• [Work instruction]:
Please write the following entries out once more, exactly.

• [Extracted material]:
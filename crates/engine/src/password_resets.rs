//! Single-use password reset tokens. Only the SHA-256 of a token is stored.

use sea_orm::entity::prelude::*;
use uuid::Uuid;

#[derive(Clone, Debug, PartialEq, Eq, DeriveEntityModel)]
#[sea_orm(table_name = "password_resets")]
pub struct Model {
    #[sea_orm(primary_key, auto_increment = false)]
    pub token_hash: String,
    pub user_id: Uuid,
    pub expires_at: DateTimeUtc,
    pub used_at: Option<DateTimeUtc>,
    pub created_at: DateTimeUtc,
}

#[derive(Copy, Clone, Debug, EnumIter, DeriveRelation)]
pub enum Relation {}

impl ActiveModelBehavior for ActiveModel {}
use chrono::{DateTime, Utc};
use sea_orm::{ActiveValue, TransactionTrait, prelude::*, sea_query::OnConflict};
use uuid::Uuid;

use crate::{AuditAction, ResultEngine, Role, Setting, SettingKey, audit_log, settings};

use super::{Engine, with_tx};

impl Engine {
    /// Every known setting with its effective value.
    pub async fn list_settings(&self) -> ResultEngine<Vec<Setting>> {
        with_tx!(self, |db_tx| {
            let rows = settings::Entity::find().all(&db_tx).await?;
            Ok(SettingKey::ALL
                .into_iter()
                .map(|key| {
                    if let Some(provider) = &self.settings_override {
                        return Setting {
                            key: key.as_str().to_string(),
                            value: provider.get(key.as_str()).unwrap_or_else(|| key.default_value()),
                            stored: false,
                            updated_at: None,
                        };
                    }
                    match rows.iter().find(|row| row.key == key.as_str()) {
                        Some(row) => Setting {
                            key: row.key.clone(),
                            value: row.value.clone(),
                            stored: true,
                            updated_at: Some(row.updated_at),
                        },
                        None => Setting {
                            key: key.as_str().to_string(),
                            value: key.default_value(),
                            stored: false,
                            updated_at: None,
                        },
                    }
                })
                .collect())
        })
    }

    /// Store a validated value for `key`. Super admin only.
    pub async fn update_setting(
        &self,
        actor_id: Uuid,
        key: &str,
        value: &str,
        now: DateTime<Utc>,
    ) -> ResultEngine<Setting> {
        let key = SettingKey::try_from(key)?;
        let value = key.validate(value)?;
        with_tx!(self, |db_tx| {
            self.require_role(&db_tx, actor_id, &[Role::SuperAdmin])
                .await?;
            settings::Entity::insert(settings::ActiveModel {
                key: ActiveValue::Set(key.as_str().to_string()),
                value: ActiveValue::Set(value.clone()),
                updated_at: ActiveValue::Set(now),
            })
            .on_conflict(
                OnConflict::column(settings::Column::Key)
                    .update_columns([settings::Column::Value, settings::Column::UpdatedAt])
                    .to_owned(),
            )
            .exec(&db_tx)
            .await?;
            audit_log::ActiveModel::record(
                actor_id,
                AuditAction::SettingUpdated,
                format!("{}={value}", key.as_str()),
                now,
            )
            .insert(&db_tx)
            .await?;
            tracing::info!(key = key.as_str(), %value, "setting updated");
            Ok(Setting {
                key: key.as_str().to_string(),
                value,
                stored: true,
                updated_at: Some(now),
            })
        })
    }
}
impl RegistrationKind {
    pub fn as_str(self) -> &'static str {
        match self {
            Self::Member => "member",
            Self::Cooperative => "cooperative",
        }
    }

    /// Description written on new fee transactions. It still carries the
    /// legacy marker so older readers keep classifying it correctly.
    pub fn fee_description(self) -> &'static str {
        match self {
            Self::Member => "Member registration fee",
            Self::Cooperative => "Cooperative registration fee",
        }
    }

    /// Legacy classification for rows without an explicit kind: a plain
    /// substring match on the description.
    pub fn from_description(description: &str) -> Option<Self> {
        if description.contains(MEMBER_DESCRIPTION_MARKER) {
            Some(Self::Member)
        } else if description.contains(COOPERATIVE_DESCRIPTION_MARKER) {
            Some(Self::Cooperative)
        } else {
            None
        }
    }

    /// The role that pays this kind of fee.
    pub fn payer_role(self) -> Role {
        match self {
            Self::Member => Role::Member,
            Self::Cooperative => Role::Cooperative,
        }
    }
}

impl TryFrom<&str> for RegistrationKind {
    type Error = EngineError;

    fn try_from(value: &str) -> Result<Self, Self::Error> {
        match value {
            "member" => Ok(Self::Member),
            "cooperative" => Ok(Self::Cooperative),
            other => Err(EngineError::InvalidInput(format!(
                "invalid registration kind: {other}"
            ))),
        }
    }
}

/// The role whose share of the registration fees is computed.
#[derive(Clone, Copy, Debug, PartialEq, Eq, Hash, Serialize, Deserialize)]
#[serde(rename_all = "snake_case")]
pub enum ShareRole {
    Cooperative,
    Leader,
    ParentOrganization,
}
//! Initial schema migration - creates all tables from scratch.
//!
//! - `users`: accounts of every role, with login identifiers
//! - `parent_organizations`: umbrella bodies grouping cooperatives
//! - `cooperatives`: cooperatives and their managing account
//! - `leaders`: leader accounts assigned to a cooperative
//! - `transactions`: payments (registration fees, contributions, withdrawals)
//! - `withdrawals`: payout requests against an allocation
//! - `settings`: key-value configuration read by allocations
//! - `password_resets`: hashed single-use reset tokens
//! - `audit_log`: security-relevant actions

use sea_orm_migration::prelude::*;

#[derive(DeriveMigrationName)]
pub struct Migration;

// ─────────────────────────────────────────────────────────────────────────────
// Table identifiers
// ─────────────────────────────────────────────────────────────────────────────

#[derive(Iden)]
enum Users {
    Table,
    Id,
    Name,
    Email,
    Phone,
    Nin,
    PasswordHash,
    Role,
    CooperativeId,
    CreatedAt,
}

#[derive(Iden)]
enum ParentOrganizations {
    Table,
    Id,
    Name,
    UserId,
    CreatedAt,
}

#[derive(Iden)]
enum Cooperatives {
    Table,
    Id,
    Name,
    RegistrationNumber,
    ParentOrganizationId,
    UserId,
    CreatedAt,
}

#[derive(Iden)]
enum Leaders {
    Table,
    Id,
    UserId,
    CooperativeId,
    CreatedAt,
}

#[derive(Iden)]
enum Transactions {
    Table,
    Id,
    UserId,
    Amount,
    Status,
    Kind,
    Reference,
    Description,
    RegistrationKind,
    CreatedAt,
    UpdatedAt,
}

#[derive(Iden)]
enum Withdrawals {
    Table,
    Id,
    UserId,
    ShareRole,
    Amount,
    Reason,
    Status,
    RequestedAt,
    ProcessedAt,
    ProcessedBy,
}

#[derive(Iden)]
enum Settings {
    Table,
    Key,
    Value,
    UpdatedAt,
}

#[derive(Iden)]
enum PasswordResets {
    Table,
    TokenHash,
    UserId,
    ExpiresAt,
    UsedAt,
    CreatedAt,
}

#[derive(Iden)]
enum AuditLog {
    Table,
    Id,
    ActorId,
    Action,
    Subject,
    CreatedAt,
}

• [Solution]:
filename crates/engine/src/password_resets.rs
//! Single-use password reset tokens. Only the SHA-256 of a token is stored.

use sea_orm::entity::prelude::*;
use uuid::Uuid;

#[derive(Clone, Debug, PartialEq, Eq, DeriveEntityModel)]
#[sea_orm(table_name = "password_resets")]
pub struct Model {
    #[sea_orm(primary_key, auto_increment = false)]
    pub token_hash: String,
    pub user_id: Uuid,
    pub expires_at: DateTimeUtc,
    pub used_at: Option<DateTimeUtc>,
    pub created_at: DateTimeUtc,
}

#[derive(Copy, Clone, Debug, EnumIter, DeriveRelation)]
pub enum Relation {}

impl ActiveModelBehavior for ActiveModel {}
use chrono::{DateTime, Utc};
use sea_orm::{ActiveValue, TransactionTrait, prelude::*, sea_query::OnConflict};
use uuid::Uuid;

use crate::{AuditAction, ResultEngine, Role, Setting, SettingKey, audit_log, settings};

use super::{Engine, with_tx};

impl Engine {
    /// Every known setting with its effective value.
    pub async fn list_settings(&self) -> ResultEngine<Vec<Setting>> {
        with_tx!(self, |db_tx| {
            let rows = settings::Entity::find().all(&db_tx).await?;
            Ok(SettingKey::ALL
                .into_iter()
                .map(|key| {
                    if let Some(provider) = &self.settings_override {
                        return Setting {
                            key: key.as_str().to_string(),
                            value: provider.get(key.as_str()).unwrap_or_else(|| key.default_value()),
                            stored: false,
                            updated_at: None,
                        };
                    }
                    match rows.iter().find(|row| row.key == key.as_str()) {
                        Some(row) => Setting {
                            key: row.key.clone(),
                            value: row.value.clone(),
                            stored: true,
                            updated_at: Some(row.updated_at),
                        },
                        None => Setting {
                            key: key.as_str().to_string(),
                            value: key.default_value(),
                            stored: false,
                            updated_at: None,
                        },
                    }
                })
                .collect())
        })
    }

    /// Store a validated value for `key`. Super admin only.
    pub async fn update_setting(
        &self,
        actor_id: Uuid,
        key: &str,
        value: &str,
        now: DateTime<Utc>,
    ) -> ResultEngine<Setting> {
        let key = SettingKey::try_from(key)?;
        let value = key.validate(value)?;
        with_tx!(self, |db_tx| {
            self.require_role(&db_tx, actor_id, &[Role::SuperAdmin])
                .await?;
            settings::Entity::insert(settings::ActiveModel {
                key: ActiveValue::Set(key.as_str().to_string()),
                value: ActiveValue::Set(value.clone()),
                updated_at: ActiveValue::Set(now),
            })
            .on_conflict(
                OnConflict::column(settings::Column::Key)
                    .update_columns([settings::Column::Value, settings::Column::UpdatedAt])
                    .to_owned(),
            )
            .exec(&db_tx)
            .await?;
            audit_log::ActiveModel::record(
                actor_id,
                AuditAction::SettingUpdated,
                format!("{}={value}", key.as_str()),
                now,
            )
            .insert(&db_tx)
            .await?;
            tracing::info!(key = key.as_str(), %value, "setting updated");
            Ok(Setting {
                key: key.as_str().to_string(),
                value,
                stored: true,
                updated_at: Some(now),
            })
        })
    }
}
impl RegistrationKind {
    pub fn as_str(self) -> &'static str {
        match self {
            Self::Member => "member",
            Self::Cooperative => "cooperative",
        }
    }

    /// Description written on new fee transactions. It still carries the
    /// legacy marker so older readers keep classifying it correctly.
    pub fn fee_description(self) -> &'static str {
        match self {
            Self::Member => "Member registration fee",
            Self::Cooperative => "Cooperative registration fee",
        }
    }

    /// Legacy classification for rows without an explicit kind: a plain
    /// substring match on the description.
    pub fn from_description(description: &str) -> Option<Self> {
        if description.contains(MEMBER_DESCRIPTION_MARKER) {
            Some(Self::Member)
        } else if description.contains(COOPERATIVE_DESCRIPTION_MARKER) {
            Some(Self::Cooperative)
        } else {
            None
        }
    }

    /// The role that pays this kind of fee.
    pub fn payer_role(self) -> Role {
        match self {
            Self::Member => Role::Member,
            Self::Cooperative => Role::Cooperative,
        }
    }
}

impl TryFrom<&str> for RegistrationKind {
    type Error = EngineError;

    fn try_from(value: &str) -> Result<Self, Self::Error> {
        match value {
            "member" => Ok(Self::Member),
            "cooperative" => Ok(Self::Cooperative),
            other => Err(EngineError::InvalidInput(format!(
                "invalid registration kind: {other}"
            ))),
        }
    }
}

/// The role whose share of the registration fees is computed.
#[derive(Clone, Copy, Debug, PartialEq, Eq, Hash, Serialize, Deserialize)]
#[serde(rename_all = "snake_case")]
pub enum ShareRole {
    Cooperative,
    Leader,
    ParentOrganization,
}
//! Initial schema migration - creates all tables from scratch.
//!
//! - `users`: accounts of every role, with login identifiers
//! - `parent_organizations`: umbrella bodies grouping cooperatives
//! - `cooperatives`: cooperatives and their managing account
//! - `leaders`: leader accounts assigned to a cooperative
//! - `transactions`: payments (registration fees, contributions, withdrawals)
//! - `withdrawals`: payout requests against an allocation
//! - `settings`: key-value configuration read by allocations
//! - `password_resets`: hashed single-use reset tokens
//! - `audit_log`: security-relevant actions

use sea_orm_migration::prelude::*;

#[derive(DeriveMigrationName)]
pub struct Migration;

// ─────────────────────────────────────────────────────────────────────────────
// Table identifiers
// ─────────────────────────────────────────────────────────────────────────────

#[derive(Iden)]
enum Users {
    Table,
    Id,
    Name,
    Email,
    Phone,
    Nin,
    PasswordHash,
    Role,
    CooperativeId,
    CreatedAt,
}

#[derive(Iden)]
enum ParentOrganizations {
    Table,
    Id,
    Name,
    UserId,
    CreatedAt,
}

#[derive(Iden)]
enum Cooperatives {
    Table,
    Id,
    Name,
    RegistrationNumber,
    ParentOrganizationId,
    UserId,
    CreatedAt,
}

#[derive(Iden)]
enum Leaders {
    Table,
    Id,
    UserId,
    CooperativeId,
    CreatedAt,
}

#[derive(Iden)]
enum Transactions {
    Table,
    Id,
    UserId,
    Amount,
    Status,
    Kind,
    Reference,
    Description,
    RegistrationKind,
    CreatedAt,
    UpdatedAt,
}

#[derive(Iden)]
enum Withdrawals {
    Table,
    Id,
    UserId,
    ShareRole,
    Amount,
    Reason,
    Status,
    RequestedAt,
    ProcessedAt,
    ProcessedBy,
}

#[derive(Iden)]
enum Settings {
    Table,
    Key,
    Value,
    UpdatedAt,
}

#[derive(Iden)]
enum PasswordResets {
    Table,
    TokenHash,
    UserId,
    ExpiresAt,
    UsedAt,
    CreatedAt,
}

#[derive(Iden)]
enum AuditLog {
    Table,
    Id,
    ActorId,
    Action,
    Subject,
    CreatedAt,
}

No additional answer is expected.